Lastly, in this study, we used data of the subjects who were referred for PSG assessment in a hospital. Therefore, it may be thought that the findings presented here may not be reproducible at other hospitals/institutions or homes with different level of ambient noise compared with the sleep labs. However, as we used a firm preprocessing step to eliminate the effect of noises and artifacts, the different noise level would not be a limitation factor; hence, the result of this study could be generalizable in other sleep lab environments and home sleep studies.
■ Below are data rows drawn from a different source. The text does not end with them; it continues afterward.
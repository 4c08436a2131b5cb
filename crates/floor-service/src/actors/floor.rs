//! `FloorActor` - single owner of the authoritative floor state.
//!
//! Every command is applied to completion before the next message is
//! dequeued, so concurrent callers can never interleave inside a command.
//! Committed events are handed to the broadcast coordinator before the
//! caller's reply is sent.
//!
//! When a pending timeout is configured, a periodic sweep expires speaker
//! requests and objections that have waited longer than the timeout.

use std::collections::HashMap;
use std::sync::Arc;
use std::time::Duration;

use common::types::{ParticipantId, QueueItemId};
use tokio::sync::{mpsc, oneshot};
use tokio::task::JoinHandle;
use tokio::time::{Instant, MissedTickBehavior};
use tokio_util::sync::CancellationToken;
use tracing::{debug, info, instrument, warn};

use super::messages::FloorMessage;
use super::metrics::MailboxMonitor;
use crate::broadcast::BroadcastCoordinator;
use crate::errors::FloorError;
use crate::floor::{
    Command, EventEnvelope, FineRecord, FloorEvent, FloorSettings, FloorState, QueueChange,
    QueueItemKind,
};
use crate::observability::metrics;

/// Channel buffer size for the floor mailbox.
const FLOOR_CHANNEL_BUFFER: usize = 1000;

/// How often pending items are checked against the timeout.
const PENDING_SWEEP_INTERVAL: Duration = Duration::from_secs(1);

#[derive(Debug, Clone)]
pub struct FloorActorConfig {
    pub floor_id: String,
    pub settings: FloorSettings,
    /// Expire pending speaker requests and objections after this long.
    pub pending_timeout: Option<Duration>,
}

/// Handle to the `FloorActor`.
#[derive(Clone)]
pub struct FloorActorHandle {
    sender: mpsc::Sender<FloorMessage>,
    cancel_token: CancellationToken,
    mailbox: Arc<MailboxMonitor>,
}

impl FloorActorHandle {
    /// Build the floor state and spawn the actor task.
    ///
    /// The initial snapshot (bootstrap president) is published before the
    /// actor accepts commands.
    pub fn spawn(
        config: FloorActorConfig,
        broadcast: Arc<BroadcastCoordinator>,
        cancel_token: CancellationToken,
    ) -> Result<(Self, JoinHandle<()>), FloorError> {
        let state = FloorState::new(&config.settings)?;
        broadcast.publish(Vec::new(), state.snapshot());

        let (sender, receiver) = mpsc::channel(FLOOR_CHANNEL_BUFFER);
        let mailbox = Arc::new(MailboxMonitor::new(&config.floor_id));

        let actor = FloorActor {
            floor_id: config.floor_id,
            state,
            receiver,
            cancel_token: cancel_token.clone(),
            broadcast,
            mailbox: Arc::clone(&mailbox),
            pending_timeout: config.pending_timeout,
            pending_since: HashMap::new(),
        };

        let task_handle = tokio::spawn(actor.run());

        Ok((
            Self {
                sender,
                cancel_token,
                mailbox,
            },
            task_handle,
        ))
    }

    async fn request<T>(
        &self,
        build: impl FnOnce(oneshot::Sender<T>) -> FloorMessage,
    ) -> Result<T, FloorError> {
        let (tx, rx) = oneshot::channel();
        self.mailbox.record_enqueue();
        if let Err(e) = self.sender.send(build(tx)).await {
            self.mailbox.record_send_failed();
            return Err(FloorError::Internal(format!("channel send failed: {e}")));
        }
        rx.await
            .map_err(|e| FloorError::Internal(format!("response receive failed: {e}")))
    }

    /// Apply a command on behalf of `actor`, returning the committed events.
    pub async fn execute(
        &self,
        actor: ParticipantId,
        command: Command,
    ) -> Result<Vec<EventEnvelope>, FloorError> {
        self.request(|respond_to| FloorMessage::Execute {
            actor,
            command,
            respond_to,
        })
        .await?
    }

    pub async fn fines(&self) -> Result<Vec<FineRecord>, FloorError> {
        self.request(|respond_to| FloorMessage::GetFines { respond_to })
            .await
    }

    pub fn cancel(&self) {
        self.cancel_token.cancel();
    }

    #[must_use]
    pub fn is_cancelled(&self) -> bool {
        self.cancel_token.is_cancelled()
    }

    /// Token cancelled when the actor stops; long-lived streams end with it.
    #[must_use]
    pub fn cancellation_token(&self) -> CancellationToken {
        self.cancel_token.clone()
    }
}

pub struct FloorActor {
    floor_id: String,
    state: FloorState,
    receiver: mpsc::Receiver<FloorMessage>,
    cancel_token: CancellationToken,
    broadcast: Arc<BroadcastCoordinator>,
    mailbox: Arc<MailboxMonitor>,
    pending_timeout: Option<Duration>,
    /// When each pending speaker request or objection entered the queue.
    pending_since: HashMap<QueueItemId, Instant>,
}

impl FloorActor {
    #[instrument(skip_all, name = "floor.actor", fields(floor_id = %self.floor_id))]
    async fn run(mut self) {
        info!(
            target: "floor.actor",
            floor_id = %self.floor_id,
            pending_timeout_secs = self.pending_timeout.map(|t| t.as_secs()),
            "FloorActor started"
        );

        let mut sweep = tokio::time::interval(PENDING_SWEEP_INTERVAL);
        sweep.set_missed_tick_behavior(MissedTickBehavior::Skip);

        loop {
            tokio::select! {
                () = self.cancel_token.cancelled() => {
                    info!(
                        target: "floor.actor",
                        floor_id = %self.floor_id,
                        "FloorActor received cancellation signal"
                    );
                    break;
                }

                _ = sweep.tick(), if self.pending_timeout.is_some() => {
                    self.expire_stale_pending();
                }

                msg = self.receiver.recv() => {
                    match msg {
                        Some(message) => {
                            self.handle_message(message);
                            self.mailbox.record_dequeue();
                        }
                        None => {
                            info!(
                                target: "floor.actor",
                                floor_id = %self.floor_id,
                                "FloorActor channel closed, exiting"
                            );
                            break;
                        }
                    }
                }
            }
        }

        info!(
            target: "floor.actor",
            floor_id = %self.floor_id,
            sequence = self.state.sequence(),
            messages_processed = self.mailbox.messages_processed(),
            "FloorActor stopped"
        );
    }

    fn handle_message(&mut self, message: FloorMessage) {
        match message {
            FloorMessage::Execute {
                actor,
                command,
                respond_to,
            } => {
                let result = self.execute(&actor, command);
                let _ = respond_to.send(result);
            }

            FloorMessage::GetFines { respond_to } => {
                let _ = respond_to.send(self.state.fines().to_vec());
            }
        }
    }

    fn execute(&mut self, actor: &ParticipantId, command: Command) -> Result<Vec<EventEnvelope>, FloorError> {
        let name = command.name();
        let started = std::time::Instant::now();

        let result = self.state.execute(actor, command);
        match &result {
            Ok(events) => {
                debug!(
                    target: "floor.actor",
                    actor = %actor,
                    command = name,
                    events = events.len(),
                    "Command committed"
                );
                self.commit(events.clone());
                metrics::record_command(name, "success", started.elapsed());
            }
            Err(e) => {
                debug!(
                    target: "floor.actor",
                    actor = %actor,
                    command = name,
                    error = e.error_code(),
                    "Command rejected"
                );
                metrics::record_command(name, e.error_code(), started.elapsed());
            }
        }
        result
    }

    /// Track pending items, then publish events with the new snapshot.
    fn commit(&mut self, events: Vec<EventEnvelope>) {
        if events.is_empty() {
            return;
        }
        if self.pending_timeout.is_some() {
            self.track_pending(&events);
        }
        self.broadcast.publish(events, self.state.snapshot());
    }

    fn track_pending(&mut self, events: &[EventEnvelope]) {
        let now = Instant::now();
        for envelope in events {
            match &envelope.event {
                FloorEvent::QueueUpdate { item, change } => {
                    if *change == QueueChange::Enqueued
                        && item.kind != QueueItemKind::ProposalDiscussion
                    {
                        self.pending_since.insert(item.id, now);
                    } else {
                        self.pending_since.remove(&item.id);
                    }
                }
                FloorEvent::EndSession => self.pending_since.clear(),
                _ => {}
            }
        }
    }

    fn expire_stale_pending(&mut self) {
        let Some(timeout) = self.pending_timeout else {
            return;
        };
        let now = Instant::now();
        let mut stale: Vec<QueueItemId> = self
            .pending_since
            .iter()
            .filter(|(_, since)| now.duration_since(**since) >= timeout)
            .map(|(id, _)| *id)
            .collect();
        if stale.is_empty() {
            return;
        }
        stale.sort();

        let mut expired = 0;
        for id in stale {
            match self.state.expire_pending(id) {
                Ok(events) => {
                    expired += 1;
                    self.commit(events);
                }
                Err(e) => {
                    warn!(
                        target: "floor.actor",
                        floor_id = %self.floor_id,
                        item_id = %id,
                        error = %e,
                        "Could not expire pending item"
                    );
                    self.pending_since.remove(&id);
                }
            }
        }

        info!(
            target: "floor.actor",
            floor_id = %self.floor_id,
            expired,
            "Expired pending queue items"
        );
        metrics::record_pending_expired(expired);
    }
}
4.1 Limitations of the study

The main limitation of this study is the lack of a direct measure of the UA collapsibility of the study participants. Therefore, we compared our results with the general finding of the imaging studies. Another limitation of this study was related to investigating the TBS in only stage 2 of sleep. It was because not all of our study participants had enough data in other sleep stages that were also in supine position. Furthermore, we only had high-quality sounds recorded for a few hours and not the entire night data. In future studies, we will investigate TBS in various sleep stages in relation to OSA severity. It would also be interesting to analyze the transition period of wakefulness to sleep (stage 1) as that may show the dynamic of the UA changes better that is a goal of our future studies. Another limitation is related to the identification of mouth-nose breathing during sleep. It would be beneficial to record the respiratory flow of individuals using a nasal cannula to help in automatic mouth-nose breathing identification. It is true that nasal cannula does not register mouth breathing and it may look like an apnea episode; however, it is possible to distinguish mouth breathing from apnea mouth-breathing by sound analysis. The other limitation of the study is the limited number of participants. With more participants, it would be desirable to investigate the potential of TBS analysis to differentiate severe and moderate groups of OSA.

5 Conclusion

In this study, we investigated the application of spectral characteristics of TBS to reveal the pathophysiology of the UA and their change due to OSA. We also studied the relationship of the changes of these characteristics in correlation with the severity of OSA. Our results show significant differences in spectral characteristics of TBS between the mild- and moderate/severe-OSA groups during wakefulness, sleep, and from wakefulness to sleep; congruently indicative of changes in UA thickness and regional collapsibility. Consequently, spectral characteristics of the high sampling rate TBS during wakefulness, sleep, and their changes from wakefulness to sleep have potential to reveal the pathophysiology of the UA in relation to OSA. The findings of this study are especially useful to find the TBS characteristics that indirectly and non-invasively reveal the structural changes of the UA in relation to OSA. They are also beneficial to enhance the current OSA diagnosis methods to stratify the severity of OSA patients in a non-laborious, non-time-consuming, and less expensive manner using a short period of sleep instead of full overnight sleep study. From sleep data, we only considered a few normal breathing sounds at stage 2 of sleep. Since stage 2 is among the first sleep stages to reach when one sleeps, the proposed technology does not have to be run overnight; it can be during any short nap during daytime as well. Running a short-time sleep study during daytime will reduce healthcare cost significantly by reducing the need to expensive full overnight PSG study. Moreover, having a short sleep study during daytime is much more convenient for people, which is particularly important for dementia population that are usually reluctant to sleep the night in an unfamiliar environment away from their spouse/caregiver. Overall, the proposed technology will assist the sleep clinicians in the appropriate therapeutic decisions and focusing on the investment of resources to optimize compliance to treatment, particularly in the moderate/severe-OSA group. Further studies in larger sample size are needed to assess the efficacy of adding our proposed TBS analysis in diagnostic and therapeutic tools of sleep study centers.